[Saved entries]

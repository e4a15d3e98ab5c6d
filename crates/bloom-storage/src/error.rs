use thiserror::Error;

#[derive(Debug, Error)]
pub enum StorageError {
    #[error("document not found: {key}")]
    NotFound { key: String },

    #[error("precondition failed for key: {key}")]
    PreconditionFailed { key: String },

    #[error("serialization error: {0}")]
    Serialization(#[from] serde_json::Error),

    #[error("document {id} could not be read: {reason}")]
    Decode { id: String, reason: String },

    #[error("document is not a JSON object: {0}")]
    NotAnObject(String),

    #[error("write rejected: {0}")]
    WriteRejected(String),

    #[error("change stream disrupted: {0}")]
    StreamDisrupted(String),

    #[error("S3 GetObject error: {0}")]
    GetObject(String),

    #[error("S3 PutObject error: {0}")]
    PutObject(String),

    #[error("S3 ListObjects error: {0}")]
    ListObjects(String),
}
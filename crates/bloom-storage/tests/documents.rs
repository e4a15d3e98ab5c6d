use bloom_core::ids::{DocId, OwnerId};
use bloom_core::models::Document;
use bloom_core::models::goal::{Goal, GoalEnd};
use bloom_core::models::recipe::Recipe;
use bloom_core::validation::Macros;
use bloom_storage::documents::{RawDocument, decode, decode_snapshot, encode, snapshot_from_stored};
use bloom_storage::store::Query;
use jiff::Timestamp;
use jiff::civil::date;
use serde_json::json;

fn stored_goal(id: &str, to: &str) -> RawDocument {
    RawDocument::from_stored(
        DocId::new(id),
        json!({
            "uid": "user-1",
            "calories": 370,
            "proteins": 30,
            "fats": 10,
            "carbs": 40,
            "from": "2025-01-01",
            "to": to,
            "createdAt": "2025-01-01T09:30:00Z",
        }),
    )
    .unwrap()
}

#[test]
fn stored_object_splits_out_metadata() {
    let raw = stored_goal("g1", "None");
    assert_eq!(
        raw.created_at,
        Some("2025-01-01T09:30:00Z".parse::<Timestamp>().unwrap())
    );
    assert!(!raw.fields.contains_key("createdAt"));
    assert_eq!(raw.owner(), Some("user-1"));
    assert_eq!(raw.to_stored()["createdAt"], "2025-01-01T09:30:00Z");
}

#[test]
fn unresolved_timestamp_stays_empty() {
    let raw = RawDocument::from_stored(DocId::new("r1"), json!({"uid": "u", "createdAt": null}))
        .unwrap();
    assert_eq!(raw.created_at, None);
}

#[test]
fn non_object_is_rejected() {
    assert!(RawDocument::from_stored(DocId::new("x"), json!([1, 2])).is_err());
}

#[test]
fn decode_carries_identity() {
    let goal: Goal = decode(stored_goal("g1", "None")).unwrap();
    assert_eq!(goal.id(), &DocId::new("g1"));
    assert!(goal.created_at().is_some());
    assert_eq!(goal.owner_id, OwnerId::new("user-1"));
    assert_eq!(goal.to, GoalEnd::Open);
}

#[test]
fn encode_omits_identity() {
    let goal = Goal::new_active(
        OwnerId::new("user-1"),
        Macros {
            calories: 370.0,
            proteins: 30.0,
            fats: 10.0,
            carbs: 40.0,
        },
        date(2025, 1, 1),
    );
    let fields = encode(&goal).unwrap();
    assert!(!fields.contains_key("id"));
    assert!(!fields.contains_key("createdAt"));
    assert_eq!(fields["uid"], "user-1");
}

#[test]
fn snapshot_decoding_skips_unreadable_documents() {
    let broken = stored_goal("g2", "whenever");
    let goals: Vec<Goal> = decode_snapshot(vec![stored_goal("g1", "None"), broken]);
    assert_eq!(goals.len(), 1);
    assert_eq!(goals[0].id, DocId::new("g1"));

    let recipes: Vec<Recipe> = decode_snapshot(vec![RawDocument::from_stored(
        DocId::new("r1"),
        json!({"uid": "user-1", "name": "Soup"}),
    )
    .unwrap()]);
    assert_eq!(recipes[0].name, "Soup");
}

#[test]
fn recipe_with_blank_last_made_stays_in_snapshot() {
    let raw = RawDocument::from_stored(
        DocId::new("r1"),
        json!({"uid": "a", "name": "Soup", "steps": ["cook"], "lastMadeAt": ""}),
    )
    .unwrap();

    let recipes: Vec<Recipe> = decode_snapshot(vec![raw]);
    assert_eq!(recipes.len(), 1);
    assert_eq!(recipes[0].last_made_at, None);
}

#[test]
fn stored_objects_that_are_not_documents_are_skipped() {
    let query = Query::owned_by("recipes", OwnerId::new("a"));
    let snapshot = snapshot_from_stored(
        &query,
        vec![
            (DocId::new("r1"), json!({"uid": "a", "name": "Soup"})),
            (DocId::new("r2"), json!(["not", "an", "object"])),
            (DocId::new("r3"), json!({"uid": "b", "name": "Stew"})),
            (DocId::new("r4"), json!({"uid": "a", "name": "Salad"})),
        ],
    );

    let ids: Vec<_> = snapshot.iter().map(|doc| doc.id.as_str()).collect();
    assert_eq!(ids, ["r1", "r4"]);
}
use std::sync::Arc;

use bloom_auth::cognito::CognitoIdentityProvider;
use bloom_auth::session::SessionManager;
use bloom_storage::s3::S3DocumentStore;

use crate::config::{BloomConfig, CredentialSource};

/// Build an `SdkConfig` from a region and credential source.
pub async fn build_aws_config(region: &str, creds: &CredentialSource) -> aws_config::SdkConfig {
    let mut builder = aws_config::defaults(aws_config::BehaviorVersion::latest())
        .region(aws_config::Region::new(region.to_string()));

    match creds {
        CredentialSource::Inline {
            access_key_id,
            secret_access_key,
            session_token,
        } => {
            builder = builder.credentials_provider(aws_sdk_s3::config::Credentials::new(
                access_key_id,
                secret_access_key,
                session_token.clone(),
                None,
                "nutribloom-config",
            ));
        }
        CredentialSource::Profile { profile_name } => {
            builder = builder.profile_name(profile_name);
        }
        CredentialSource::DefaultChain => {}
    }

    builder.load().await
}

/// The AWS-backed services a [`crate::client::BloomClient`] runs on.
pub struct Backend {
    pub store: Arc<S3DocumentStore>,
    pub sessions: SessionManager,
}

pub async fn connect(config: &BloomConfig) -> Backend {
    let sdk = build_aws_config(&config.region, &config.credentials).await;

    let store = S3DocumentStore::new(
        aws_sdk_s3::Client::new(&sdk),
        &config.bucket,
        config.poll_interval(),
    );
    let identity = CognitoIdentityProvider::new(
        aws_sdk_cognitoidentityprovider::Client::new(&sdk),
        &config.user_pool_client_id,
    );

    tracing::debug!(region = %config.region, bucket = %config.bucket, "aws backend configured");

    Backend {
        store: Arc::new(store),
        sessions: SessionManager::new(Arc::new(identity)),
    }
}
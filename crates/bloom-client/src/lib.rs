//! bloom-client
//!
//! The client-side core of nutri bloom: goal and recipe lifecycles on top of
//! the synchronized collections, wired to the signed-in session.

pub mod aws;
pub mod client;
pub mod config;
pub mod error;
pub mod goals;
pub mod recipes;
pub mod telemetry;
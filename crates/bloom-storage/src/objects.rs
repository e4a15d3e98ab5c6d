//! JSON objects in S3. Thin wrapper around the AWS S3 SDK.

use aws_sdk_s3::Client;
use aws_smithy_types::byte_stream::ByteStream;
use serde_json::Value;

use crate::error::StorageError;

const JSON_CONTENT_TYPE: &str = "application/json";

/// A JSON object read from S3 with the ETag it was read at.
pub struct JsonObject {
    pub value: Value,
    pub etag: Option<String>,
}

/// Get and parse a JSON object.
pub async fn get_json(client: &Client, bucket: &str, key: &str) -> Result<JsonObject, StorageError> {
    let resp = client
        .get_object()
        .bucket(bucket)
        .key(key)
        .send()
        .await
        .map_err(|e| {
            let err = e.into_service_error();
            if err.is_no_such_key() {
                StorageError::NotFound {
                    key: key.to_string(),
                }
            } else {
                StorageError::GetObject(err.to_string())
            }
        })?;

    let etag = resp.e_tag().map(|s| s.to_string());
    let body = resp
        .body
        .collect()
        .await
        .map_err(|e| StorageError::GetObject(e.to_string()))?
        .into_bytes();

    Ok(JsonObject {
        value: serde_json::from_slice(&body)?,
        etag,
    })
}

/// Write a JSON object. Returns the new ETag.
pub async fn put_json(
    client: &Client,
    bucket: &str,
    key: &str,
    value: &Value,
) -> Result<String, StorageError> {
    let resp = client
        .put_object()
        .bucket(bucket)
        .key(key)
        .content_type(JSON_CONTENT_TYPE)
        .body(ByteStream::from(serde_json::to_vec(value)?))
        .send()
        .await
        .map_err(|e| StorageError::PutObject(e.into_service_error().to_string()))?;

    Ok(resp.e_tag().unwrap_or_default().to_string())
}

/// Write a JSON object only if it still has `expected_etag`.
/// Returns `StorageError::PreconditionFailed` when someone else wrote first.
pub async fn put_json_if_match(
    client: &Client,
    bucket: &str,
    key: &str,
    value: &Value,
    expected_etag: &str,
) -> Result<String, StorageError> {
    let resp = client
        .put_object()
        .bucket(bucket)
        .key(key)
        .content_type(JSON_CONTENT_TYPE)
        .body(ByteStream::from(serde_json::to_vec(value)?))
        .if_match(expected_etag)
        .send()
        .await
        .map_err(|e| {
            let err = e.into_service_error();
            // S3 answers 412 Precondition Failed when If-Match doesn't match
            if err.to_string().contains("PreconditionFailed") {
                StorageError::PreconditionFailed {
                    key: key.to_string(),
                }
            } else {
                StorageError::PutObject(err.to_string())
            }
        })?;

    Ok(resp.e_tag().unwrap_or_default().to_string())
}

/// List every key under a prefix, following continuation tokens.
pub async fn list_keys(client: &Client, bucket: &str, prefix: &str) -> Result<Vec<String>, StorageError> {
    let mut keys = Vec::new();
    let mut continuation_token: Option<String> = None;

    loop {
        let mut req = client.list_objects_v2().bucket(bucket).prefix(prefix);

        if let Some(token) = &continuation_token {
            req = req.continuation_token(token);
        }

        let resp = req
            .send()
            .await
            .map_err(|e| StorageError::ListObjects(e.into_service_error().to_string()))?;

        keys.extend(resp.contents().iter().filter_map(|obj| obj.key().map(str::to_string)));

        if resp.is_truncated() == Some(true) {
            continuation_token = resp.next_continuation_token().map(|s| s.to_string());
        } else {
            break;
        }
    }

    Ok(keys)
}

## Exercise details
Your reply should consist solely of the number of lines above that contain the word "DocId".

## Response for this exercise
12